Ирина Швиденко: Как донести родственникам о том, что надо обращаться за помощью в социальные службы?
Олег Сенин: В этой ситуации лучше перебдеть, чем недобдеть. Если у вас есть подозрения, лучше сразу вызывать специализированные службы, которые этим занимаются. Без профессионального взгляда иногда бывает трудно оценить, что случилось. Если бабушка и дедушка настроены агрессивно, есть такой психологический прием, можно сказать: «Я пригласил к тебе врача из больницы. Пусть он тебя посмотрит, давление померяет». Дальше опытный специалист придет, посмотрит и разберется.
Ирина Швиденко: И после непосредственно врач общается с родственниками и дает рекомендацию.
Олег Сенин: Да, потому что бывают ситуации, когда можно больного вести на дому амбулаторно, бывают ситуации, когда надо госпитализировать.
Ирина Швиденко: В каких случаях можно экстренно госпитализировать пациента?
Олег Сенин: У нас есть закон о психиатрической помощи, и там четко написано, что человек может быть госпитализирован в принудительном порядке, если он может представлять опасность для себя или для окружающих. Если дедушка ведет себя агрессивно и с молотком по дому бегает за родственниками, его можно госпитализировать принудительно. Но если дедушка два месяца вообще ничего не ест, его тоже можно госпитализировать принудительно. Если человек может создать опасность для себя или для окружающих, его можно и нужно, и по закону это будет правильно, госпитализировать без его согласия. В остальных случаях лучше поговорить, вызвать специалиста, уговорят, уболтают, объяснят, найдут, что сказать – давление, сердце, полежать, прокапаться, полечиться, таблетки попить. Там специалисты обучены работать с такими больными.
Ирина Швиденко: Как психологическое здоровье отражается у пожилых пациентов?
Олег Сенин: Не очень хорошо. С возрастом мозг как орган стареет. Когда стареет мозг, начинаются разные нехорошие вещи. В частности, к ним присоединяется тревога, депрессия, бывает и обман восприятия, то есть в ночное время им кажется, что кто-то ходит по квартире или кто-то чужой забрался к ним в дом. На психологическом благополучии сказывается не лучшим образом. Честно говоря, с возрастом умнее никто не становится.

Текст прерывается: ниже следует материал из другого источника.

use thiserror::Error;
use todo_sync::domain::TodoId;
use todo_sync::service::TodoError;

/// Errors raised while opening a store.
#[derive(Debug, Error)]
pub enum StoreError {
    #[error("Failed to connect to database: {0}")]
    Connection(#[source] sqlx::Error),

    #[error("Failed to prepare schema: {0}")]
    Schema(#[source] sqlx::Error),
}

/// Maps a query failure to a service error.
pub(crate) fn database_error(error: &sqlx::Error) -> TodoError {
    tracing::error!(%error, "Database error");
    TodoError::Service(format!("Database error: {error}"))
}

pub(crate) fn is_unique_violation(error: &sqlx::Error) -> bool {
    error
        .as_database_error()
        .is_some_and(|database_error| database_error.is_unique_violation())
}

/// Returns true if `error` is a unique violation involving `column`.
pub(crate) fn is_unique_violation_on(error: &sqlx::Error, column: &str) -> bool {
    error.as_database_error().is_some_and(|database_error| {
        database_error.is_unique_violation()
            && (database_error
                .constraint()
                .is_some_and(|constraint| constraint.contains(column))
                || database_error.message().contains(column))
    })
}

/// Maps a write failure, turning a title clash into `Duplicate`.
pub(crate) fn write_error(error: &sqlx::Error, title: &str) -> TodoError {
    if is_unique_violation_on(error, "title") {
        TodoError::Duplicate {
            title: title.to_string(),
        }
    } else {
        database_error(error)
    }
}

pub(crate) fn corrupt_row(id: TodoId, detail: impl std::fmt::Display) -> TodoError {
    tracing::error!(%id, %detail, "Unreadable todo row");
    TodoError::Service(format!("Todo {id} could not be read: {detail}"))
}
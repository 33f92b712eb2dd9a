//! Shared helpers for router tests.

#![allow(dead_code)]

use std::sync::Arc;

use axum::Router;
use axum::body::Body;
use axum::http::{Request, StatusCode, header};
use http_body_util::BodyExt;
use serde::de::DeserializeOwned;
use serde_json::Value;
use tower::ServiceExt;

use todo_server::{AppState, create_router};
use todo_sync::service::InMemoryTodoService;

/// Router over a fresh in-memory backend with server defaults.
pub fn app() -> Router {
    app_over(InMemoryTodoService::new())
}

pub fn app_over(service: InMemoryTodoService) -> Router {
    create_router(AppState::new(Arc::new(service)))
}

pub fn get(uri: &str) -> Request<Body> {
    Request::builder()
        .method("GET")
        .uri(uri)
        .body(Body::empty())
        .expect("request")
}

pub fn delete(uri: &str) -> Request<Body> {
    Request::builder()
        .method("DELETE")
        .uri(uri)
        .body(Body::empty())
        .expect("request")
}

pub fn json_request(method: &str, uri: &str, body: &str) -> Request<Body> {
    Request::builder()
        .method(method)
        .uri(uri)
        .header(header::CONTENT_TYPE, "application/json")
        .body(Body::from(body.to_string()))
        .expect("request")
}

/// Sends `request` and returns the status and JSON body.
pub async fn send(app: &Router, request: Request<Body>) -> (StatusCode, Value) {
    let response = app.clone().oneshot(request).await.expect("response");
    let status = response.status();
    let bytes = response
        .into_body()
        .collect()
        .await
        .expect("body")
        .to_bytes();
    let body = if bytes.is_empty() {
        Value::Null
    } else {
        serde_json::from_slice(&bytes).expect("JSON body")
    };
    (status, body)
}

pub async fn send_as<T: DeserializeOwned>(app: &Router, request: Request<Body>) -> (StatusCode, T) {
    let (status, body) = send(app, request).await;
    (status, serde_json::from_value(body).expect("typed body"))
}
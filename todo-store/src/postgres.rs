//! `PostgreSQL` store.
//!
//! # Table Schema
//!
//! ```sql
//! CREATE TABLE todos (
//!     id BIGSERIAL PRIMARY KEY,
//!     client_id UUID UNIQUE,
//!     title TEXT NOT NULL,
//!     completed BOOLEAN NOT NULL DEFAULT FALSE,
//!     created_at TIMESTAMPTZ NOT NULL DEFAULT NOW(),
//!     description TEXT,
//!     due_date DATE
//! );
//! CREATE UNIQUE INDEX todos_title_key ON todos (title); -- when titles are unique
//! ```

use std::time::Duration;

use chrono::{DateTime, NaiveDate, Utc};
use futures::FutureExt;
use sqlx::postgres::PgPoolOptions;
use sqlx::{FromRow, PgPool};
use uuid::Uuid;

use todo_sync::domain::{ClientId, NewTodo, Timestamp, Todo, TodoId, TodoPatch};
use todo_sync::service::{ServiceFuture, TodoError, TodoService};

use crate::StoreOptions;
use crate::error::{StoreError, database_error, write_error};
use crate::schema;

const COLUMNS: &str = "id, client_id, title, completed, created_at, description, due_date";

#[derive(Debug, FromRow)]
struct TodoRow {
    id: i64,
    client_id: Option<Uuid>,
    title: String,
    completed: bool,
    created_at: DateTime<Utc>,
    description: Option<String>,
    due_date: Option<NaiveDate>,
}

impl From<TodoRow> for Todo {
    fn from(row: TodoRow) -> Self {
        Self {
            id: TodoId::new(row.id),
            client_id: row.client_id.map(ClientId::from_uuid),
            title: row.title,
            completed: row.completed,
            created_at: Timestamp::from_datetime(row.created_at),
            description: row.description,
            due_date: row.due_date,
        }
    }
}

/// Todo store backed by `PostgreSQL`.
#[derive(Debug, Clone)]
pub struct PostgresTodoStore {
    pool: PgPool,
    options: StoreOptions,
}

impl PostgresTodoStore {
    /// Connects to `database_url` and prepares the schema.
    ///
    /// # Errors
    ///
    /// Returns an error if the connection or schema preparation fails.
    pub async fn connect(database_url: &str, options: StoreOptions) -> Result<Self, StoreError> {
        let pool = PgPoolOptions::new()
            .max_connections(10)
            .acquire_timeout(Duration::from_secs(5))
            .connect(database_url)
            .await
            .map_err(StoreError::Connection)?;
        Self::with_pool(pool, options).await
    }

    /// Wraps an existing pool, preparing the schema.
    ///
    /// # Errors
    ///
    /// Returns an error if the schema cannot be prepared.
    pub async fn with_pool(pool: PgPool, options: StoreOptions) -> Result<Self, StoreError> {
        for statement in schema::statements(schema::POSTGRES_TABLE, options.unique_titles) {
            sqlx::query(statement)
                .execute(&pool)
                .await
                .map_err(StoreError::Schema)?;
        }
        Ok(Self { pool, options })
    }

    /// Returns the underlying connection pool.
    #[must_use]
    pub const fn pool(&self) -> &PgPool {
        &self.pool
    }
}

impl TodoService for PostgresTodoStore {
    fn list(&self) -> ServiceFuture<'_, Vec<Todo>> {
        async move {
            let rows: Vec<TodoRow> =
                sqlx::query_as(&format!("SELECT {COLUMNS} FROM todos ORDER BY id DESC"))
                    .fetch_all(&self.pool)
                    .await
                    .map_err(|error| database_error(&error))?;
            Ok(rows.into_iter().map(Todo::from).collect())
        }
        .boxed()
    }

    fn create(&self, new_todo: NewTodo) -> ServiceFuture<'_, Todo> {
        async move {
            let new_todo = self.options.constraints.validate_new(&new_todo)?;
            let client_id = new_todo.client_id.map(|client_id| *client_id.as_uuid());

            // The no-op update makes RETURNING yield the existing row on a key clash.
            let row: TodoRow = sqlx::query_as(&format!(
                "INSERT INTO todos (client_id, title, due_date) VALUES ($1, $2, $3) \
                 ON CONFLICT (client_id) DO UPDATE SET client_id = EXCLUDED.client_id \
                 RETURNING {COLUMNS}"
            ))
            .bind(client_id)
            .bind(&new_todo.title)
            .bind(new_todo.due_date)
            .fetch_one(&self.pool)
            .await
            .map_err(|error| write_error(&error, &new_todo.title))?;

            Ok(Todo::from(row))
        }
        .boxed()
    }

    fn update(&self, id: TodoId, patch: TodoPatch) -> ServiceFuture<'_, Todo> {
        async move {
            let patch = self.options.constraints.validate_patch(&patch)?;
            let mut transaction = self
                .pool
                .begin()
                .await
                .map_err(|error| database_error(&error))?;

            let row: Option<TodoRow> = sqlx::query_as(&format!(
                "SELECT {COLUMNS} FROM todos WHERE id = $1 FOR UPDATE"
            ))
            .bind(id.get())
            .fetch_optional(&mut *transaction)
            .await
            .map_err(|error| database_error(&error))?;
            let mut todo = Todo::from(row.ok_or(TodoError::NotFound(id))?);
            todo.apply(&patch);

            sqlx::query(
                "UPDATE todos SET title = $1, completed = $2, description = $3, due_date = $4 \
                 WHERE id = $5",
            )
            .bind(&todo.title)
            .bind(todo.completed)
            .bind(&todo.description)
            .bind(todo.due_date)
            .bind(id.get())
            .execute(&mut *transaction)
            .await
            .map_err(|error| write_error(&error, &todo.title))?;

            transaction
                .commit()
                .await
                .map_err(|error| database_error(&error))?;
            Ok(todo)
        }
        .boxed()
    }

    fn delete(&self, id: TodoId) -> ServiceFuture<'_, ()> {
        async move {
            let result = sqlx::query("DELETE FROM todos WHERE id = $1")
                .bind(id.get())
                .execute(&self.pool)
                .await
                .map_err(|error| database_error(&error))?;
            if result.rows_affected() == 0 {
                return Err(TodoError::NotFound(id));
            }
            Ok(())
        }
        .boxed()
    }
}
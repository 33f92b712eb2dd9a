//! Common test helpers for the reconciliation integration tests.
//!
//! Each integration test file is compiled as its own crate, so helpers used by
//! only one of them would otherwise warn as dead code.

#![allow(dead_code)]

use std::sync::Arc;

use todo_sync::prelude::*;

/// Comparable view of a todo: id, title, completed.
pub type Row = (TodoId, String, bool);

/// Builds a server record without a client id.
pub fn todo(id: i64, title: &str) -> Todo {
    Todo {
        id: TodoId::new(id),
        client_id: None,
        title: title.to_string(),
        completed: false,
        created_at: Timestamp::now(),
        description: None,
        due_date: None,
    }
}

/// In-memory service that accepts duplicate titles.
pub fn permissive_service() -> InMemoryTodoService {
    InMemoryTodoService::new().with_unique_titles(false)
}

/// Creates the given titles in order, so the last one is listed first.
pub async fn seed(service: &InMemoryTodoService, titles: &[&str]) {
    for title in titles {
        service
            .create(NewTodo::new(*title))
            .await
            .expect("seeding must succeed");
    }
}

/// A client over `service` with its cache already loaded.
pub async fn loaded_client<S: TodoService + ?Sized>(
    service: Arc<S>,
    config: ReconcilerConfig,
) -> TodoClient<S> {
    let client = TodoClient::new(service, config);
    let outcome = client.refresh().await;
    assert!(matches!(outcome, RefreshOutcome::Applied { .. }));
    client
}

/// Confirmed rows of the client cache, in display order.
pub fn cache_rows<S: TodoService + ?Sized>(client: &TodoClient<S>) -> Vec<Row> {
    client
        .todos()
        .into_iter()
        .filter_map(|entry| entry.id().map(|id| (id, entry.title, entry.completed)))
        .collect()
}

/// Rows as the service lists them.
pub async fn store_rows<S: TodoService + ?Sized>(service: &S) -> Vec<Row> {
    service
        .list()
        .await
        .expect("listing must succeed")
        .into_iter()
        .map(|todo| (todo.id, todo.title, todo.completed))
        .collect()
}

pub fn titles<S: TodoService + ?Sized>(client: &TodoClient<S>) -> Vec<String> {
    client.todos().into_iter().map(|entry| entry.title).collect()
}

/// Fail injection that fails every call before it reaches the service.
pub fn always_failing() -> FailInjectionConfig {
    FailInjectionConfig::deterministic(1.0, 0, 0.0, 0).expect("valid config")
}
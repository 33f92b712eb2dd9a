//! Text rendering for the prompt.

use std::fmt::Write;

use todo_sync::cache::TodoEntry;

pub const HELP: &str = "\
Commands:
  ls                               show the list
  add <title>                      add a todo
  done <id> | undo <id>            mark complete / incomplete
  rename <id> <title>              change the title
  describe <id> [text]             set the description (empty clears)
  due <id> <YYYYMMDD|YYYY-MM-DD|->  set or clear the due date
  rm <id>                          delete a todo
  refresh                          reload from the backend
  help                             show this text
  quit                             leave";

/// Renders the list, one todo per line. Entries the backend has not
/// acknowledged yet show `*` in place of their id.
pub fn render_list(entries: &[TodoEntry]) -> String {
    if entries.is_empty() {
        return "No todos yet.".to_string();
    }

    let width = entries
        .iter()
        .filter_map(|entry| entry.id().map(|id| id.to_string().len()))
        .max()
        .unwrap_or(1);

    let mut output = String::new();
    for entry in entries {
        let id = entry.id().map_or_else(|| "*".to_string(), |id| id.to_string());
        let mark = if entry.completed { 'x' } else { ' ' };
        let _ = write!(output, "[{mark}] {id:>width$}  {}", entry.title);
        if let Some(due_date) = entry.due_date {
            let _ = write!(output, "  (due {due_date})");
        }
        if entry.is_pending() {
            output.push_str("  saving...");
        }
        output.push('\n');
        if let Some(description) = &entry.description {
            let _ = writeln!(output, "    {:width$}  {description}", "");
        }
    }
    output.pop();
    output
}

Ирина Швиденко: Как поддерживать в этот момент пожилого родственника? Этим же не только пожилые страдают или только пожилые?
Олег Сенин: Если мы берем возрастную деменцию, в основном это пожилые. Если мы берем молодых, это, как правило, либо психические заболевания, либо нервные заболевания, либо это что-то связанное с травмой, инфекцией, то есть было внешнее воздействие. Самое главное здесь терпение, потому что такие родственники раздражают, очень сильно раздражают. Люди пытаются с ними разговаривать как с нормальными людьми, потому что у них в голове, где-то на подкорке, остался образ того человека, которого они помнили здоровым, молодым, сильным, красивым. И когда они разговаривают с этим пожилым человеком, на самом деле разговаривают не с ним, они разговаривают со своим образом в голове, который у них остался. Но это уже все не так. Если этот человек раньше был гениальным математиком, то тут он уже 2 плюс 2 без калькулятора сложить не сможет. Так что самое главное – терпение.
Во-вторых, не проявлять никакой агрессии вообще. Иногда люди начинают злиться на своих родственников, что я ему полы все помыл, а он землю раскидал. Это конкретный случай из практики. Не надо думать, что они хулиганят вам назло, гадят вам назло. Нет. Просто сейчас в них вот так проявляется болезнь. Надо с этим смириться, надо человека понять, принять и оказать ему всю помощь, которая возможна. И надо понимать, что если его не лечить, состояние будет ухудшаться. То есть если он раньше разбрасывал землю, потом вполне может открыть газ и взорвать весь дом.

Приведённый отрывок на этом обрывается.